Nothing to do with books, but PG had never heard of Fanny Cradock before.
From The Paris Review:
On the evening of November 11, 1976, the BBC broadcast the third episode of The Big Time, which followed members of the public as they tested themselves in high-pressure situations. It was what we’d term today a reality TV-style show, and that week was the turn of Mrs. Gwen Troake, a middle-aged woman from rural Devon in southwest England, who was being given the chance to design and cook a special banquet at the world-famous Dorchester Hotel in London. Troake, an amiable, soft-spoken lady any audience would root for, was assigned the most demanding mentor the production team could muster: Fanny Cradock, an extraordinary character who was the face and voice of cooking on British television from the mid-1950s to the mid-1970s, and was once described by one national newspaper as “a preposterous character, the foodie you loved to loathe.”

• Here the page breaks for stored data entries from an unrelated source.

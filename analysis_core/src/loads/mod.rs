//! Load conditions and load combinations per ASCE 7-22
//!
//! # Overview
//!
//! - [`LoadKind`] - Load categories (D, L, S, W, E, T, Eq)
//! - [`LoadCondition`] - One generated area load with its factors and audit trace
//! - [`generator`] - Derives the load conditions from geometry and site data
//! - [`LoadCombination`] - Code-defined factors applied to the conditions
//!
//! # Example
//!
//! ```
//! use analysis_core::loads::{combinations_for_code, LoadKind};
//!
//! let combos = combinations_for_code("LRFD").unwrap();
//! let lrfd1 = combos.iter().find(|c| c.name == "LRFD-1").unwrap();
//! assert_eq!(lrfd1.get_factor(LoadKind::Dead), 1.4);
//! ```

pub mod combinations;
pub mod generator;

pub use combinations::{combinations_for_code, lrfd_combinations, LoadCombination};
pub use generator::generate_load_conditions;

use serde::{Deserialize, Serialize};

/// Load categories carried through the analysis.
#[derive(Debug, Clone, Copy, PartialEq, Eq, Hash, PartialOrd, Ord, Serialize, Deserialize)]
pub enum LoadKind {
    /// D - Dead load (frame, glazing, hung equipment)
    Dead,
    /// L - Live load (roof maintenance)
    Live,
    /// S - Snow load
    Snow,
    /// W - Wind load
    Wind,
    /// E - Seismic load
    Seismic,
    /// T - Thermal (self-straining) load
    Thermal,
    /// Eq - Installed equipment / systems load
    Equipment,
}

impl LoadKind {
    /// All load kinds in standard order
    pub const ALL: [LoadKind; 7] = [
        LoadKind::Dead,
        LoadKind::Live,
        LoadKind::Snow,
        LoadKind::Wind,
        LoadKind::Seismic,
        LoadKind::Thermal,
        LoadKind::Equipment,
    ];

    /// Standard abbreviation code
    pub fn code(&self) -> &'static str {
        match self {
            LoadKind::Dead => "D",
            LoadKind::Live => "L",
            LoadKind::Snow => "S",
            LoadKind::Wind => "W",
            LoadKind::Seismic => "E",
            LoadKind::Thermal => "T",
            LoadKind::Equipment => "Eq",
        }
    }

    /// Human-readable description
    pub fn description(&self) -> &'static str {
        match self {
            LoadKind::Dead => "Dead load",
            LoadKind::Live => "Roof live load",
            LoadKind::Snow => "Snow load",
            LoadKind::Wind => "Wind load",
            LoadKind::Seismic => "Seismic load",
            LoadKind::Thermal => "Thermal load",
            LoadKind::Equipment => "Equipment load",
        }
    }

    /// Load duration factor C_D (NDS Table 2.3.2 convention)
    pub fn duration_factor(&self) -> f64 {
        match self {
            LoadKind::Dead => 0.9,
            LoadKind::Live | LoadKind::Equipment | LoadKind::Thermal => 1.0,
            LoadKind::Snow => 1.15,
            LoadKind::Wind | LoadKind::Seismic => 1.6,
        }
    }
}

impl std::fmt::Display for LoadKind {
    fn fmt(&self, f: &mut std::fmt::Formatter<'_>) -> std::fmt::Result {
        write!(f, "{}", self.code())
    }
}

/// Load magnitude unit
#[derive(Debug, Clone, Copy, PartialEq, Eq, Default, Serialize, Deserialize)]
pub enum LoadUnit {
    /// Pounds per square foot
    #[default]
    Psf,
    /// Pounds per linear foot
    Plf,
    /// Pounds
    Lb,
}

/// Direction in which a load acts on the structure.
#[derive(Debug, Clone, Copy, PartialEq, Eq, Serialize, Deserialize)]
pub enum LoadDirection {
    /// Downward (gravity)
    Gravity,
    /// Horizontal, toward the building
    Lateral,
    /// Upward, away from the roof
    Uplift,
}

/// Spatial distribution of a load over its application area.
#[derive(Debug, Clone, Copy, PartialEq, Eq, Default, Serialize, Deserialize)]
pub enum LoadDistribution {
    #[default]
    Uniform,
    Triangular,
    Point,
}

/// Rectangular plan area a load acts on (ft, origin at a building corner).
#[derive(Debug, Clone, Copy, PartialEq, Default, Serialize, Deserialize)]
pub struct ApplicationArea {
    pub x_ft: f64,
    pub y_ft: f64,
    pub length_ft: f64,
    pub width_ft: f64,
}

impl ApplicationArea {
    /// Whole-building plan rectangle
    pub fn full(length_ft: f64, width_ft: f64) -> Self {
        ApplicationArea {
            x_ft: 0.0,
            y_ft: 0.0,
            length_ft,
            width_ft,
        }
    }

    pub fn area_ft2(&self) -> f64 {
        self.length_ft * self.width_ft
    }
}

/// One generated load condition. Immutable once produced by the generator.
///
/// ## JSON Example
///
/// ```json
/// {
///   "kind": "Snow",
///   "magnitude": 20.0,
///   "unit": "Psf",
///   "direction": "Gravity",
///   "distribution": "Uniform",
///   "area": { "x_ft": 0.0, "y_ft": 0.0, "length_ft": 96.0, "width_ft": 30.0 },
///   "load_factor": 1.0,
///   "importance_factor": 1.0,
///   "duration_factor": 1.15,
///   "code_reference": "ASCE 7-22 Section 7.3",
///   "calculation": "pf = 0.7 x Ce(1.00) x Ct(1.00) x Is(1.00) x pg(25.0) = 17.50 psf; ..."
/// }
/// ```
#[derive(Debug, Clone, PartialEq, Serialize, Deserialize)]
pub struct LoadCondition {
    pub kind: LoadKind,
    pub magnitude: f64,
    pub unit: LoadUnit,
    pub direction: LoadDirection,
    pub distribution: LoadDistribution,
    pub area: ApplicationArea,
    pub load_factor: f64,
    pub importance_factor: f64,
    pub duration_factor: f64,
    /// Governing code section
    pub code_reference: String,
    /// Human-readable derivation of the magnitude, for auditability
    pub calculation: String,
}

/// Sum of the magnitudes of all conditions of one kind (psf).
pub fn total_by_kind(conditions: &[LoadCondition], kind: LoadKind) -> f64 {
    conditions
        .iter()
        .filter(|c| c.kind == kind)
        .map(|c| c.magnitude)
        .sum()
}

Cradock built an entertainment brand on her putative brilliance in the kitchen, but also her superciliousness, hectoring her husband, mistreating her colleagues, and patronizing her audience, the great British public, whom she regarded to be gastronomic philistines. Evidently, this included Gwen Troake, the amateur cook on The Big Time. As Troake ran through what she was planning to serve at the banquet—a seafood cocktail, followed by duck, and rounded off with a rum and coffee cream pudding—Cradock rolled her eyes, gulped, and grimaced in a pantomime of disgust and disbelief at the overbearing richness of the menu, at one point blowing her cheeks out as though she were about to be physically sick. When Troake revealed that the duck would be served with a blackberry jam, Cradock could stomach no more and unleashed what she thought was the ultimate insult. “All these jams,” she said, “they are so English.” Despite being stereotypically English in so many ways, in her mind the only really good English—or, indeed, British—food was really just French food by a different name. “The English have never had a cuisine. There’s nothing English. Yorkshire pudding came from Burgundy.”
She was probably wrong about Yorkshire pudding, but she definitely had a point, both about the heaviness of Troake’s menu, and the sorry state of her nation’s cuisine. In the postwar decades of Cradock’s great success, amidst heated debates about what it meant to be British in a post-imperial world, British food was an international laughingstock. It was fitting, then, that Cradock herself seemed to be in a perpetual identity crisis. Her personality was as peculiar as many of her famous recipes, and nobody was quite sure which of the stories she told about herself were true, and whether, despite her constant talk of refined French food, she was half as accomplished in the kitchen as she claimed to be. In the words of somebody who knew her well, “She wasn’t real … she didn’t know who she was. She made herself up as she went along.”